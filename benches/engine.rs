// SPDX-License-Identifier: AGPL-3.0-or-later
//
// Copyright (C) 2025 Daniel Negri
//
// This program is free software: you can redistribute it and/or modify
// it under the terms of the GNU Affero General Public License as published by
// the Free Software Foundation, either version 3 of the License, or
// (at your option) any later version.
//
// This program is distributed in the hope that it will be useful,
// but WITHOUT ANY WARRANTY; without even the implied warranty of
// MERCHANTABILITY or FITNESS FOR A PARTICULAR PURPOSE. See the
// GNU Affero General Public License for more details.
//
// You should have received a copy of the GNU Affero General Public License
// along with this program. If not, see <https://www.gnu.org/licenses/>.

//! Benchmarks for the points economy engine.
//!
//! Run with: cargo bench
//!
//! Benchmarks include:
//! - Single-threaded purchase and purchase/cancel round trips
//! - Quest approval
//! - Multi-threaded purchases on one hot product vs. many products

use criterion::{BenchmarkId, Criterion, Throughput, black_box, criterion_group, criterion_main};
use points_economy::{
    Decision, DomainEvent, Engine, Notifier, NotifyError, Product, ProductId, Quest, QuestId,
    QuestKind, Role, SchoolId, Scope, UserId,
};
use rayon::prelude::*;
use std::sync::Arc;

const SCHOOL: SchoolId = SchoolId(1);
const STAFF: UserId = UserId(1);

// =============================================================================
// Helper Functions
// =============================================================================

/// Drops events so logging does not dominate the numbers.
struct Discard;

impl Notifier for Discard {
    fn notify(&self, _event: &DomainEvent) -> Result<(), NotifyError> {
        Ok(())
    }
}

fn staff() -> Scope {
    Scope::new(SCHOOL, STAFF, Role::Admin)
}

fn student(user: u32) -> Scope {
    Scope::new(SCHOOL, UserId(user), Role::Student)
}

/// Engine with `students` rich students (ids 100..) and `products` well-stocked products.
fn setup(students: u32, products: u32) -> Engine {
    let engine = Engine::new(Arc::new(Discard));
    engine.register_user(SCHOOL, STAFF, Role::Admin, 0).unwrap();
    for user in 0..students {
        engine
            .register_user(SCHOOL, UserId(100 + user), Role::Student, u64::MAX / 2)
            .unwrap();
    }
    for product in 0..products {
        engine
            .register_product(Product::new(ProductId(product), SCHOOL, "Item", 10, u32::MAX / 2))
            .unwrap();
    }
    engine
}

// =============================================================================
// Single-Threaded Benchmarks
// =============================================================================

fn bench_single_purchase(c: &mut Criterion) {
    let engine = setup(1, 1);
    c.bench_function("single_purchase", |b| {
        b.iter(|| {
            engine
                .purchase(&student(100), UserId(100), black_box(ProductId(0)), 1)
                .unwrap();
        })
    });
}

fn bench_purchase_cancel(c: &mut Criterion) {
    let engine = setup(1, 1);
    c.bench_function("purchase_cancel_round_trip", |b| {
        b.iter(|| {
            let purchase = engine
                .purchase(&student(100), UserId(100), ProductId(0), 1)
                .unwrap();
            engine.cancel_purchase(&staff(), black_box(purchase.id)).unwrap();
        })
    });
}

fn bench_quest_approval(c: &mut Criterion) {
    let mut group = c.benchmark_group("quest_approval");

    for count in [100u32, 1_000].iter() {
        group.throughput(Throughput::Elements(u64::from(*count)));
        group.bench_with_input(BenchmarkId::from_parameter(count), count, |b, &count| {
            b.iter(|| {
                let engine = setup(1, 0);
                for quest in 0..count {
                    engine
                        .register_quest(Quest::new(QuestId(quest), SCHOOL, "Q", QuestKind::Academic, 25))
                        .unwrap();
                    let submission = engine
                        .submit_quest(&student(100), UserId(100), QuestId(quest), "proof", None)
                        .unwrap();
                    engine
                        .review_submission(&staff(), submission.id, Decision::Approve, None)
                        .unwrap();
                }
                black_box(&engine);
            })
        });
    }
    group.finish();
}

// =============================================================================
// Multi-Threaded Benchmarks
// =============================================================================

/// All threads buy the same product from different accounts.
fn bench_parallel_hot_product(c: &mut Criterion) {
    let mut group = c.benchmark_group("parallel_hot_product");
    let engine = setup(64, 1);

    for count in [1_000u32, 10_000].iter() {
        group.throughput(Throughput::Elements(u64::from(*count)));
        group.bench_with_input(BenchmarkId::from_parameter(count), count, |b, &count| {
            b.iter(|| {
                (0..count).into_par_iter().for_each(|i| {
                    let user = 100 + i % 64;
                    engine
                        .purchase(&student(user), UserId(user), ProductId(0), 1)
                        .unwrap();
                });
            })
        });
    }
    group.finish();
}

/// Each thread buys its own product from its own account.
fn bench_parallel_independent(c: &mut Criterion) {
    let mut group = c.benchmark_group("parallel_independent");
    let engine = setup(64, 64);

    for count in [1_000u32, 10_000].iter() {
        group.throughput(Throughput::Elements(u64::from(*count)));
        group.bench_with_input(BenchmarkId::from_parameter(count), count, |b, &count| {
            b.iter(|| {
                (0..count).into_par_iter().for_each(|i| {
                    let slot = i % 64;
                    engine
                        .purchase(&student(100 + slot), UserId(100 + slot), ProductId(slot), 1)
                        .unwrap();
                });
            })
        });
    }
    group.finish();
}

criterion_group!(
    single_threaded,
    bench_single_purchase,
    bench_purchase_cancel,
    bench_quest_approval,
);

criterion_group!(
    multi_threaded,
    bench_parallel_hot_product,
    bench_parallel_independent,
);

criterion_main!(single_threaded, multi_threaded);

^^^^

Set down the entries verbatim, leaving none out.

filename benches/engine.rs
// SPDX-License-Identifier: AGPL-3.0-or-later
//
// Copyright (C) 2025 Daniel Negri
//
// This program is free software: you can redistribute it and/or modify
// it under the terms of the GNU Affero General Public License as published by
// the Free Software Foundation, either version 3 of the License, or
// (at your option) any later version.
//
// This program is distributed in the hope that it will be useful,
// but WITHOUT ANY WARRANTY; without even the implied warranty of
// MERCHANTABILITY or FITNESS FOR A PARTICULAR PURPOSE. See the
// GNU Affero General Public License for more details.
//
// You should have received a copy of the GNU Affero General Public License
// along with this program. If not, see <https://www.gnu.org/licenses/>.

//! Benchmarks for the points economy engine.
//!
//! Run with: cargo bench
//!
//! Benchmarks include:
//! - Single-threaded purchase and purchase/cancel round trips
//! - Quest approval
//! - Multi-threaded purchases on one hot product vs. many products

use criterion::{BenchmarkId, Criterion, Throughput, black_box, criterion_group, criterion_main};
use points_economy::{
    Decision, DomainEvent, Engine, Notifier, NotifyError, Product, ProductId, Quest, QuestId,
    QuestKind, Role, SchoolId, Scope, UserId,
};
use rayon::prelude::*;
use std::sync::Arc;

const SCHOOL: SchoolId = SchoolId(1);
const STAFF: UserId = UserId(1);

// =============================================================================
// Helper Functions
// =============================================================================

/// Drops events so logging does not dominate the numbers.
struct Discard;

impl Notifier for Discard {
    fn notify(&self, _event: &DomainEvent) -> Result<(), NotifyError> {
        Ok(())
    }
}

fn staff() -> Scope {
    Scope::new(SCHOOL, STAFF, Role::Admin)
}

fn student(user: u32) -> Scope {
    Scope::new(SCHOOL, UserId(user), Role::Student)
}

/// Engine with `students` rich students (ids 100..) and `products` well-stocked products.
fn setup(students: u32, products: u32) -> Engine {
    let engine = Engine::new(Arc::new(Discard));
    engine.register_user(SCHOOL, STAFF, Role::Admin, 0).unwrap();
    for user in 0..students {
        engine
            .register_user(SCHOOL, UserId(100 + user), Role::Student, u64::MAX / 2)
            .unwrap();
    }
    for product in 0..products {
        engine
            .register_product(Product::new(ProductId(product), SCHOOL, "Item", 10, u32::MAX / 2))
            .unwrap();
    }
    engine
}

// =============================================================================
// Single-Threaded Benchmarks
// =============================================================================

fn bench_single_purchase(c: &mut Criterion) {
    let engine = setup(1, 1);
    c.bench_function("single_purchase", |b| {
        b.iter(|| {
            engine
                .purchase(&student(100), UserId(100), black_box(ProductId(0)), 1)
                .unwrap();
        })
    });
}

fn bench_purchase_cancel(c: &mut Criterion) {
    let engine = setup(1, 1);
    c.bench_function("purchase_cancel_round_trip", |b| {
        b.iter(|| {
            let purchase = engine
                .purchase(&student(100), UserId(100), ProductId(0), 1)
                .unwrap();
            engine.cancel_purchase(&staff(), black_box(purchase.id)).unwrap();
        })
    });
}

fn bench_quest_approval(c: &mut Criterion) {
    let mut group = c.benchmark_group("quest_approval");

    for count in [100u32, 1_000].iter() {
        group.throughput(Throughput::Elements(u64::from(*count)));
        group.bench_with_input(BenchmarkId::from_parameter(count), count, |b, &count| {
            b.iter(|| {
                let engine = setup(1, 0);
                for quest in 0..count {
                    engine
                        .register_quest(Quest::new(QuestId(quest), SCHOOL, "Q", QuestKind::Academic, 25))
                        .unwrap();
                    let submission = engine
                        .submit_quest(&student(100), UserId(100), QuestId(quest), "proof", None)
                        .unwrap();
                    engine
                        .review_submission(&staff(), submission.id, Decision::Approve, None)
                        .unwrap();
                }
                black_box(&engine);
            })
        });
    }
    group.finish();
}

// =============================================================================
// Multi-Threaded Benchmarks
// =============================================================================

/// All threads buy the same product from different accounts.
fn bench_parallel_hot_product(c: &mut Criterion) {
    let mut group = c.benchmark_group("parallel_hot_product");
    let engine = setup(64, 1);

    for count in [1_000u32, 10_000].iter() {
        group.throughput(Throughput::Elements(u64::from(*count)));
        group.bench_with_input(BenchmarkId::from_parameter(count), count, |b, &count| {
            b.iter(|| {
                (0..count).into_par_iter().for_each(|i| {
                    let user = 100 + i % 64;
                    engine
                        .purchase(&student(user), UserId(user), ProductId(0), 1)
                        .unwrap();
                });
            })
        });
    }
    group.finish();
}

/// Each thread buys its own product from its own account.
fn bench_parallel_independent(c: &mut Criterion) {
    let mut group = c.benchmark_group("parallel_independent");
    let engine = setup(64, 64);

    for count in [1_000u32, 10_000].iter() {
        group.throughput(Throughput::Elements(u64::from(*count)));
        group.bench_with_input(BenchmarkId::from_parameter(count), count, |b, &count| {
            b.iter(|| {
                (0..count).into_par_iter().for_each(|i| {
                    let slot = i % 64;
                    engine
                        .purchase(&student(100 + slot), UserId(100 + slot), ProductId(slot), 1)
                        .unwrap();
                });
            })
        });
    }
    group.finish();
}

criterion_group!(
    single_threaded,
    bench_single_purchase,
    bench_purchase_cancel,
    bench_quest_approval,
);

criterion_group!(
    multi_threaded,
    bench_parallel_hot_product,
    bench_parallel_independent,
);

criterion_main!(single_threaded, multi_threaded);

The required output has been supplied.